DTMF Grammars

This topic includes the following sections:

  • DTMF grammar headers
  • Structure of DTMF grammars
  • Simple example
  • Another example
  • Similarities between voice and DTMF modes

DTMF grammar headers

A DTMF grammar must have mode="dtmf" as an attribute of the <grammar> element. A language attribute is not necessary. Other attributes are the same as for an SRGS grammar. For example,

<grammar mode="dtmf"
         type="application/srgs+xml"
         tag-format="semantics/1.0"
         version="1.0" 
         root="topRule">

Structure of DTMF grammars

The permitted values for DTMF grammars are 0 1 2 3 4 5 6 7 8 9 * #.
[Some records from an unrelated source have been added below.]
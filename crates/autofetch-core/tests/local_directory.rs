use std::fs;
use std::time::Duration;

use autofetch_core::{
    CancelFlag, Completion, DirectorySnapshot, DirectoryView, DownloadCompletionWatcher,
    ExistingFileMatcher, FilenameResolver, LocalDirectory, ManualClock, WatcherConfig,
};

fn quick_watcher() -> DownloadCompletionWatcher {
    DownloadCompletionWatcher::new(WatcherConfig {
        timeout: Duration::from_secs(10),
        poll_interval: Duration::from_millis(100),
        temp_backoff: Duration::from_millis(100),
        stability_checks: 2,
        stability_interval: Duration::from_millis(50),
    })
}

#[test]
fn numbered_duplicate_on_disk_is_recognised() {
    let tmp = tempfile::tempdir().expect("tmpdir");
    let dir = LocalDirectory::ensure(tmp.path().join("downloads")).expect("create dir");
    fs::write(dir.root().join("movie (1).rar"), b"data").expect("write file");

    let matcher = ExistingFileMatcher::new(FilenameResolver::new());
    assert_eq!(
        matcher.find_existing(&dir, "https://host.test/files/movie.rar"),
        Some("movie (1).rar".to_string())
    );
    assert_eq!(matcher.find_existing(&dir, "https://host.test/files/other.zip"), None);
}

#[test]
fn file_written_after_snapshot_is_reported_finished() {
    let tmp = tempfile::tempdir().expect("tmpdir");
    let dir = LocalDirectory::ensure(tmp.path()).expect("open dir");
    fs::write(dir.root().join("old.zip"), b"old").expect("seed");

    let snapshot = DirectorySnapshot::capture(&dir).expect("snapshot");
    fs::write(dir.root().join("fresh.7z"), vec![0u8; 2048]).expect("download");

    let clock = ManualClock::new();
    let outcome = quick_watcher().wait(&dir, &clock, &snapshot, None, &CancelFlag::new());
    assert_eq!(outcome, Completion::Finished("fresh.7z".to_string()));
}

#[test]
fn lingering_partial_file_times_out() {
    let tmp = tempfile::tempdir().expect("tmpdir");
    let dir = LocalDirectory::ensure(tmp.path()).expect("open dir");
    let snapshot = DirectorySnapshot::capture(&dir).expect("snapshot");
    fs::write(dir.root().join("big.iso.crdownload"), b"partial").expect("partial");

    let clock = ManualClock::new();
    let outcome = quick_watcher().wait(&dir, &clock, &snapshot, None, &CancelFlag::new());
    assert_eq!(outcome, Completion::TimedOut);
    assert!(clock.elapsed() >= Duration::from_secs(10));
}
DTMF grammars are constructed with the same elements that are used for voice grammars:

  1. <grammar> elements are composed of one or more <rule> elements. If there is more than one rule, the <grammar> element must have a root attribute that names the top-level <rule> element.
  2. Lower level or external grammar rules are referenced with <ruleref> elements.
  3. <item> elements enclose expected input tones or groups of tones.
  4. <one-of> elements enclose lists of alternative <item> elements.
  5. <item> elements can have a repeat attribute that allows the content of the item to be optional or repeated. For example, <item repeat="0-1"> means that the item can appear 0 or 1 times (item is optional), <item repeat="1-"> means that the item can appear one or more times, and <item repeat="10"> means that the item must appear exactly 10 times.
  6. The <tag> element encloses either ECMAScript or strings. Its contents are used to return match information to the VoiceXML application.

Simple example

Here is a simple example of a DTMF grammar in a VoiceXML application that you can run in the Tellme Studio Scratchpad.

<?xml version="1.0"?>
<VXML version="2.1" revision="4" xmlns="http://www/w3/org/2001/VXML"  xml:lang="en-US">
<form id="mainDialog">
   <field name="response">
      <prompt>
         please press a number between one and five
      </prompt>

      <grammar version="1.0" root="ROOT" mode="dtmf">
         <rule id="ROOT">
            <one-of>
               <item> 1 </item>
               <item> 2 </item>
               <item> 3 </item>
               <item> 4 </item>
               <item> 5 </item>
            </one-of>
         </rule>
      </grammar>

      <filled>
         <prompt> thank you </prompt>
         <prompt>you pressed <value expr="response"/></prompt>
      </filled>
      <noinput> </noinput>
      <nomatch> </nomatch>
   </field>
</form>
</VXML>

Another example

<?xml version="1.0"?
<VXML version="2.1" revision="4"
      xmlns="http://www.w3.org/2001/06/grammar"
      xml:lang="en-US">
<form id="mainDialog">
   <field name="response">
      <prompt>
         please enter your four digit pin
      </prompt>

      <grammar mode="dtmf" version="1.0" root="pin"
         tag-format="semantics/1.0">
         <rule id="digit">
            <one-of>
               <item> 0 </item>
               <item> 1 </item>
               <item> 2 </item>
               <item> 3 </item>
               <item> 4 </item>
               <item> 5 </item>
               <item> 6 </item>
               <item> 7 </item>
               <item> 8 </item>
               <item> 9 </item>
            </one-of>
         </rule>

         <rule id="pin">
            <tag>out=""</tag>
            <item repeat="4">
               <ruleref uri="#digit"/>
               <tag>out += rules.latest( );</tag>
            </item>
         </rule>
      </grammar>
      <filled>
         <script><![CDATA[
            <!-- put spaces between digits so output can be
                 spoken one digit at a time -->
             response= response.replace(/(.)/g, "$1 ");
         ]]></script>
         <prompt> thank you </prompt>
         <prompt>you pressed <value expr="response"/></prompt>
      </filled>
      <noinput> </noinput>
      <nomatch> </nomatch>
   </field>
</form>
</VXML>

Note

The previous example uses concatenation to accumulate the input ( see Semantic Interpretation. If concatenation is not used, then only the last digit entered is the response variable.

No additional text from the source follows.